_Problem statement_
Take each line of the entries below that contains "promote" and copy it.

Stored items
########################################

impl EngineState {
    fn ensure_running(&self) -> Result<()> {
        match &self.halted {
            Some(reason) => Err(PlaceError::EngineHalted {
                reason: reason.clone(),
            }),
            None => Ok(()),
        }
    }

    /// Record a fatal error and stop accepting writes.
    fn halt(&mut self, err: PlaceError) -> PlaceError {
        if err.is_fatal() && self.halted.is_none() {
            error!("[PlaceEngine] Halting: {}", err);
            self.halted = Some(err.to_string());
        }
        err
    }

    fn mint_place_id(&mut self) -> PlaceId {
        self.place_counter += 1;
        PlaceId(self.place_counter)
    }

    /// Credit `elapsed` seconds to wherever `at` falls.
    fn assign_elapsed(
        &mut self,
        at: &PositionSample,
        elapsed: u64,
        labeler: &dyn TimeLabeler,
        config: &ClusteringConfig,
    ) {
        let labels = labeler.labels(at.timestamp);

        let nearest = self
            .raw_clusters
            .iter_mut()
            .map(|c| {
                let d = c.centroid().distance_to(at);
                (c, d)
            })
            .min_by(|a, b| a.1.total_cmp(&b.1));

        match nearest {
            Some((cluster, distance)) if distance < config.capture_radius => {
                cluster.ingest_sample(at, elapsed, labels);
            }
            _ => {
                debug!(
                    "[PlaceEngine] New raw cluster at ({:.6}, {:.6})",
                    at.latitude, at.longitude
                );
                self.raw_clusters.push(RawCluster::new(at, elapsed, labels));
            }
        }
    }

    /// Fold, merge and promote raw clusters.
    fn consolidate(&mut self, config: &ClusteringConfig) -> Result<()> {
        for cluster in &mut self.raw_clusters {
            cluster.consolidate()?;
        }

        self.merge_raw_clusters(config.capture_radius);
        self.sync_owned_places();
        self.promote(config);

        debug!(
            "[PlaceEngine] Consolidated: {} raw clusters, {} places",
            self.raw_clusters.len(),
            self.semantic_clusters.len()
        );
        Ok(())
    }

    /// Merge every pair of raw clusters closer than `radius`.
    ///
    /// The lower index survives. After absorbing, the survivor keeps being
    /// compared against the remaining higher-indexed clusters, so each
    /// surviving pair is compared exactly once per pass.
    fn merge_raw_clusters(&mut self, radius: f64) {
        let mut i = 0;
        while i < self.raw_clusters.len() {
            let mut j = i + 1;
            while j < self.raw_clusters.len() {
                let distance = self.raw_clusters[i]
                    .centroid()
                    .distance_to_cluster(self.raw_clusters[j].centroid());
                if distance < radius {
                    let absorbed = self.raw_clusters.remove(j);
                    debug!("[PlaceEngine] Merging raw clusters {} <- {} ({:.1}m)", i, j, distance);
                    self.raw_clusters[i].absorb(absorbed);
                } else {
                    j += 1;
                }
            }
            i += 1;
        }
    }

    /// Copy the centroid of every raw cluster that owns a place into the
    /// place list, so lookups and snapshots see its latest state.
    fn sync_owned_places(&mut self) {
        for cluster in &self.raw_clusters {
            let Some(id) = cluster.centroid().place_id() else {
                continue;
            };
            if let Some(place) = self
                .semantic_clusters
                .iter_mut()
                .find(|p| p.place_id() == Some(id))
            {
                *place = cluster.centroid().clone();
            }
        }
    }

    /// Link long-lived raw clusters to a nearby place, or make them one.
    fn promote(&mut self, config: &ClusteringConfig) {
        for idx in 0..self.raw_clusters.len() {
            let candidate = &self.raw_clusters[idx];
            if !candidate.is_unassigned()
                || !candidate.centroid().pass_threshold(config.promotion_threshold)
            {
                continue;
            }

            let nearest = self
                .semantic_clusters
                .iter()
                .filter_map(|place| {
                    place
                        .place_id()
                        .map(|id| (id, candidate.centroid().distance_to_cluster(place)))
                })
                .min_by(|a, b| a.1.total_cmp(&b.1));

            match nearest {
                Some((id, distance)) if distance < config.semantic_radius => {
                    info!("[PlaceEngine] Raw cluster linked to {} ({:.1}m)", id, distance);
                    self.raw_clusters[idx].set_semantic_backlink(id);
                }
                _ => {
                    let id = self.mint_place_id();
                    let cluster = &mut self.raw_clusters[idx];
                    cluster.centroid_mut().set_place_id(id);
                    info!(
                        "[PlaceEngine] New place {} at ({:.6}, {:.6}) after {}s",
                        id,
                        cluster.centroid().latitude(),
                        cluster.centroid().longitude(),
                        cluster.centroid().duration()
                    );
                    self.semantic_clusters.push(cluster.centroid().clone());
                }
            }
        }
    }

    /// Decay places, fold linked raw clusters into them, drop raw state.
    fn refresh(&mut self) {
        self.sync_owned_places();

        for place in &mut self.semantic_clusters {
            place.forget_past_history();
        }

        let raw_count = self.raw_clusters.len();
        for cluster in self.raw_clusters.drain(..) {
            if !cluster.pending_samples().is_empty() {
                debug!(
                    "[PlaceEngine] Discarding {} unconsolidated samples",
                    cluster.pending_samples().len()
                );
            }
            let Some(id) = cluster.semantic_backlink() else {
                continue;
            };
            match self
                .semantic_clusters
                .iter_mut()
                .find(|p| p.place_id() == Some(id))
            {
                Some(place) => place.absorb(cluster.centroid()),
                None => warn!("[PlaceEngine] Linked place {} no longer exists", id),
            }
        }

        info!(
            "[PlaceEngine] Refreshed: {} places kept, {} raw clusters discarded",
            self.semantic_clusters.len(),
            raw_count
        );
    }

    fn find_place_near(&self, at: &PositionSample, radius: f64) -> Option<PlaceId> {
        // Linear scan; place counts stay small. A spatial index would only
        // matter with thousands of places.
        self.semantic_clusters
            .iter()
            .find(|place| place.distance_to(at) < radius)
            .and_then(|place| place.place_id())
    }
}

struct Inner<S> {
    state: EngineState,
    store: S,
}

fn persist_places<S: RowStore>(state: &EngineState, store: &mut S) -> Result<usize> {
    let rows: Vec<_> = state
        .semantic_clusters
        .iter()
        .filter_map(encode_place)
        .collect();
    let written = store.replace_all(rows)?;
    debug!("[PlaceEngine] Persisted {} places", written);
    Ok(written)
}

// ============================================================================
// Clustering Engine
// ============================================================================

/// Incremental place discovery over a single sample stream.
///
/// All methods take `&self`; the engine can be shared (e.g. in an `Arc`)
/// between the ingesting caller and concurrent readers.
pub struct ClusteringEngine<S: RowStore> {
    inner: Mutex<Inner<S>>,
    config: ClusteringConfig,
    labeler: Box<dyn TimeLabeler>,
}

########################################

_Answer area_
    /// Fold, merge and promote raw clusters.
        self.promote(config);
    fn promote(&mut self, config: &ClusteringConfig) {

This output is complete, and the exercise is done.